* **PROBLEM STATEMENT**: For this exercise, write out each entry below exactly as it reads.

* **SUPPLIED DATA**:
-=-=-
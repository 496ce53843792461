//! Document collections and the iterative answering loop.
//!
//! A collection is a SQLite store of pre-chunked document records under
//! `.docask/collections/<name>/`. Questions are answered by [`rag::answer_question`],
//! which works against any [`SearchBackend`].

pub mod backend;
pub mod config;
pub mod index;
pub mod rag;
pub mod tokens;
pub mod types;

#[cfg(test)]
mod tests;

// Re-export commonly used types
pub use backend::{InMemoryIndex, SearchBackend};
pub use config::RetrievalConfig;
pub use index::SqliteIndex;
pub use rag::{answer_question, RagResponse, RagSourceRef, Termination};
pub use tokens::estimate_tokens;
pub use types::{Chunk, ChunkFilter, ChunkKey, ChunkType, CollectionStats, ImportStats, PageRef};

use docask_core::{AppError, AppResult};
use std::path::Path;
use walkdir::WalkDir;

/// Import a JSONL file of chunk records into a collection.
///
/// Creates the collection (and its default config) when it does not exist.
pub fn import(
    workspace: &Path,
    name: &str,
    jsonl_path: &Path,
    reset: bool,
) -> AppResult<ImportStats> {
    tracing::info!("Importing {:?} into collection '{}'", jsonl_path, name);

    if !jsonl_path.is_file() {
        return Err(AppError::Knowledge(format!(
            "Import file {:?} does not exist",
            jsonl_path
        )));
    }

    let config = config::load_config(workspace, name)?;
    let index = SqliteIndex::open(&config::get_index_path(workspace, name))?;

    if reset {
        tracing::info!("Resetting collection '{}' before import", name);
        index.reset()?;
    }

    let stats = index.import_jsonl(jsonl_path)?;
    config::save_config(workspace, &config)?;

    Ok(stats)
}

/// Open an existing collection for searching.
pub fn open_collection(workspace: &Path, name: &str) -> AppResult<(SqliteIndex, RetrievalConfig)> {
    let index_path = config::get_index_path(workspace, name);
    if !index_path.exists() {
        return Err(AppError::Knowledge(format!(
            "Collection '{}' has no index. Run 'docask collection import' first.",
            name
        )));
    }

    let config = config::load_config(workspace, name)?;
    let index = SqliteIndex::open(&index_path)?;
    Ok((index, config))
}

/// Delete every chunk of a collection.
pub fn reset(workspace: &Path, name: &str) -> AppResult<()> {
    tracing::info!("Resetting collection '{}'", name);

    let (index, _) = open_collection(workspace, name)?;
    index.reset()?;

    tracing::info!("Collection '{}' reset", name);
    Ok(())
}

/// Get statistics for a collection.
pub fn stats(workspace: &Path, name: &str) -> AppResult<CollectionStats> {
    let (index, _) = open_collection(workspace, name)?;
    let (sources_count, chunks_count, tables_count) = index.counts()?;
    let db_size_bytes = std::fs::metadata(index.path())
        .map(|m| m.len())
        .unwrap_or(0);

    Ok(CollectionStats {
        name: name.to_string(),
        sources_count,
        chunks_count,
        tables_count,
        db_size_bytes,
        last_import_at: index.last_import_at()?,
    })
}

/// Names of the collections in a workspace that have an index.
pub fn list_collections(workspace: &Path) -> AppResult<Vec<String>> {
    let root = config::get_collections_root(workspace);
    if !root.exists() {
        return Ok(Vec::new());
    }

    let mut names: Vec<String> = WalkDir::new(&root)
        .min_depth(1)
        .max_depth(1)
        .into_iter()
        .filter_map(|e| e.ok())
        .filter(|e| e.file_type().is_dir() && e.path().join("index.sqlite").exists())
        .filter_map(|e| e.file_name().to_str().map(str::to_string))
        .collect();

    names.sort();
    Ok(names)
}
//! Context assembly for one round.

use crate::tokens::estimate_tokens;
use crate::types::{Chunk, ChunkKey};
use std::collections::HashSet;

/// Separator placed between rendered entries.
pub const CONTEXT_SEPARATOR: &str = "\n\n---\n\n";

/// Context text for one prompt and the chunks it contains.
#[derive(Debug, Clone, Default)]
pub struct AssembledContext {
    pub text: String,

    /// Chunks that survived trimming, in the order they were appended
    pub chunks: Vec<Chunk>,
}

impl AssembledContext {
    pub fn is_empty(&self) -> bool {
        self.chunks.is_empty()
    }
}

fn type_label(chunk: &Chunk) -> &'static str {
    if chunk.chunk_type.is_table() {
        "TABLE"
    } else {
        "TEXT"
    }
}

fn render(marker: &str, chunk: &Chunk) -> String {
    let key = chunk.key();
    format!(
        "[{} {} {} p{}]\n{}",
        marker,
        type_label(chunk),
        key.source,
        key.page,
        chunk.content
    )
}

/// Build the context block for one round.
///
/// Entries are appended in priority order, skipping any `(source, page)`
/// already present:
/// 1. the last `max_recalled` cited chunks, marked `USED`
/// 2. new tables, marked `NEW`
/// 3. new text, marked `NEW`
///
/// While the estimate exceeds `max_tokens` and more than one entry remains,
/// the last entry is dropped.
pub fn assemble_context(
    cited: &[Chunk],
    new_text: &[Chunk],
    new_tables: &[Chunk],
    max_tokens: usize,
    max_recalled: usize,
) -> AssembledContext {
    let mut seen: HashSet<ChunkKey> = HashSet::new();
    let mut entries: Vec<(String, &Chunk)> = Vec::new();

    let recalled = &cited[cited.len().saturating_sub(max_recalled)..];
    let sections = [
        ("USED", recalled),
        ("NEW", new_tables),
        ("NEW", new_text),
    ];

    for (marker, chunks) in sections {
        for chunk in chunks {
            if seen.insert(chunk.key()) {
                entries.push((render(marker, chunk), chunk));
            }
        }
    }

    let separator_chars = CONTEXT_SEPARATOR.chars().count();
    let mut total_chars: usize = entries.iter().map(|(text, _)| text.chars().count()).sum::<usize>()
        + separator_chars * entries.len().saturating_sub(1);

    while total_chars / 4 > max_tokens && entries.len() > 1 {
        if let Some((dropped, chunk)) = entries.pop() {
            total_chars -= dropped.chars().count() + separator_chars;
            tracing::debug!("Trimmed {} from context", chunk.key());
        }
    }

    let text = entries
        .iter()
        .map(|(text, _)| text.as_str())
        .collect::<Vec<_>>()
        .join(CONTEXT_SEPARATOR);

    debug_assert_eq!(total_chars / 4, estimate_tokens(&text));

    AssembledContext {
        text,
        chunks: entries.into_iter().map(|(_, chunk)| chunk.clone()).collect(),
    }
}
-=-=-
* **FINAL ANSWER**:
repository 496ce53843792461
//! Document collections and the iterative answering loop.
//!
//! A collection is a SQLite store of pre-chunked document records under
//! `.docask/collections/<name>/`. Questions are answered by [`rag::answer_question`],
//! which works against any [`SearchBackend`].

pub mod backend;
pub mod config;
pub mod index;
pub mod rag;
pub mod tokens;
pub mod types;

#[cfg(test)]
mod tests;

// Re-export commonly used types
pub use backend::{InMemoryIndex, SearchBackend};
pub use config::RetrievalConfig;
pub use index::SqliteIndex;
pub use rag::{answer_question, RagResponse, RagSourceRef, Termination};
pub use tokens::estimate_tokens;
pub use types::{Chunk, ChunkFilter, ChunkKey, ChunkType, CollectionStats, ImportStats, PageRef};

use docask_core::{AppError, AppResult};
use std::path::Path;
use walkdir::WalkDir;

/// Import a JSONL file of chunk records into a collection.
///
/// Creates the collection (and its default config) when it does not exist.
pub fn import(
    workspace: &Path,
    name: &str,
    jsonl_path: &Path,
    reset: bool,
) -> AppResult<ImportStats> {
    tracing::info!("Importing {:?} into collection '{}'", jsonl_path, name);

    if !jsonl_path.is_file() {
        return Err(AppError::Knowledge(format!(
            "Import file {:?} does not exist",
            jsonl_path
        )));
    }

    let config = config::load_config(workspace, name)?;
    let index = SqliteIndex::open(&config::get_index_path(workspace, name))?;

    if reset {
        tracing::info!("Resetting collection '{}' before import", name);
        index.reset()?;
    }

    let stats = index.import_jsonl(jsonl_path)?;
    config::save_config(workspace, &config)?;

    Ok(stats)
}

/// Open an existing collection for searching.
pub fn open_collection(workspace: &Path, name: &str) -> AppResult<(SqliteIndex, RetrievalConfig)> {
    let index_path = config::get_index_path(workspace, name);
    if !index_path.exists() {
        return Err(AppError::Knowledge(format!(
            "Collection '{}' has no index. Run 'docask collection import' first.",
            name
        )));
    }

    let config = config::load_config(workspace, name)?;
    let index = SqliteIndex::open(&index_path)?;
    Ok((index, config))
}

/// Delete every chunk of a collection.
pub fn reset(workspace: &Path, name: &str) -> AppResult<()> {
    tracing::info!("Resetting collection '{}'", name);

    let (index, _) = open_collection(workspace, name)?;
    index.reset()?;

    tracing::info!("Collection '{}' reset", name);
    Ok(())
}

/// Get statistics for a collection.
pub fn stats(workspace: &Path, name: &str) -> AppResult<CollectionStats> {
    let (index, _) = open_collection(workspace, name)?;
    let (sources_count, chunks_count, tables_count) = index.counts()?;
    let db_size_bytes = std::fs::metadata(index.path())
        .map(|m| m.len())
        .unwrap_or(0);

    Ok(CollectionStats {
        name: name.to_string(),
        sources_count,
        chunks_count,
        tables_count,
        db_size_bytes,
        last_import_at: index.last_import_at()?,
    })
}

/// Names of the collections in a workspace that have an index.
pub fn list_collections(workspace: &Path) -> AppResult<Vec<String>> {
    let root = config::get_collections_root(workspace);
    if !root.exists() {
        return Ok(Vec::new());
    }

    let mut names: Vec<String> = WalkDir::new(&root)
        .min_depth(1)
        .max_depth(1)
        .into_iter()
        .filter_map(|e| e.ok())
        .filter(|e| e.file_type().is_dir() && e.path().join("index.sqlite").exists())
        .filter_map(|e| e.file_name().to_str().map(str::to_string))
        .collect();

    names.sort();
    Ok(names)
}
//! Context assembly for one round.

use crate::tokens::estimate_tokens;
use crate::types::{Chunk, ChunkKey};
use std::collections::HashSet;

/// Separator placed between rendered entries.
pub const CONTEXT_SEPARATOR: &str = "\n\n---\n\n";

/// Context text for one prompt and the chunks it contains.
#[derive(Debug, Clone, Default)]
pub struct AssembledContext {
    pub text: String,

    /// Chunks that survived trimming, in the order they were appended
    pub chunks: Vec<Chunk>,
}

impl AssembledContext {
    pub fn is_empty(&self) -> bool {
        self.chunks.is_empty()
    }
}

fn type_label(chunk: &Chunk) -> &'static str {
    if chunk.chunk_type.is_table() {
        "TABLE"
    } else {
        "TEXT"
    }
}

fn render(marker: &str, chunk: &Chunk) -> String {
    let key = chunk.key();
    format!(
        "[{} {} {} p{}]\n{}",
        marker,
        type_label(chunk),
        key.source,
        key.page,
        chunk.content
    )
}

/// Build the context block for one round.
///
/// Entries are appended in priority order, skipping any `(source, page)`
/// already present:
/// 1. the last `max_recalled` cited chunks, marked `USED`
/// 2. new tables, marked `NEW`
/// 3. new text, marked `NEW`
///
/// While the estimate exceeds `max_tokens` and more than one entry remains,
/// the last entry is dropped.
pub fn assemble_context(
    cited: &[Chunk],
    new_text: &[Chunk],
    new_tables: &[Chunk],
    max_tokens: usize,
    max_recalled: usize,
) -> AssembledContext {
    let mut seen: HashSet<ChunkKey> = HashSet::new();
    let mut entries: Vec<(String, &Chunk)> = Vec::new();

    let recalled = &cited[cited.len().saturating_sub(max_recalled)..];
    let sections = [
        ("USED", recalled),
        ("NEW", new_tables),
        ("NEW", new_text),
    ];

    for (marker, chunks) in sections {
        for chunk in chunks {
            if seen.insert(chunk.key()) {
                entries.push((render(marker, chunk), chunk));
            }
        }
    }

    let separator_chars = CONTEXT_SEPARATOR.chars().count();
    let mut total_chars: usize = entries.iter().map(|(text, _)| text.chars().count()).sum::<usize>()
        + separator_chars * entries.len().saturating_sub(1);

    while total_chars / 4 > max_tokens && entries.len() > 1 {
        if let Some((dropped, chunk)) = entries.pop() {
            total_chars -= dropped.chars().count() + separator_chars;
            tracing::debug!("Trimmed {} from context", chunk.key());
        }
    }

    let text = entries
        .iter()
        .map(|(text, _)| text.as_str())
        .collect::<Vec<_>>()
        .join(CONTEXT_SEPARATOR);

    debug_assert_eq!(total_chars / 4, estimate_tokens(&text));

    AssembledContext {
        text,
        chunks: entries.into_iter().map(|(_, chunk)| chunk.clone()).collect(),
    }
}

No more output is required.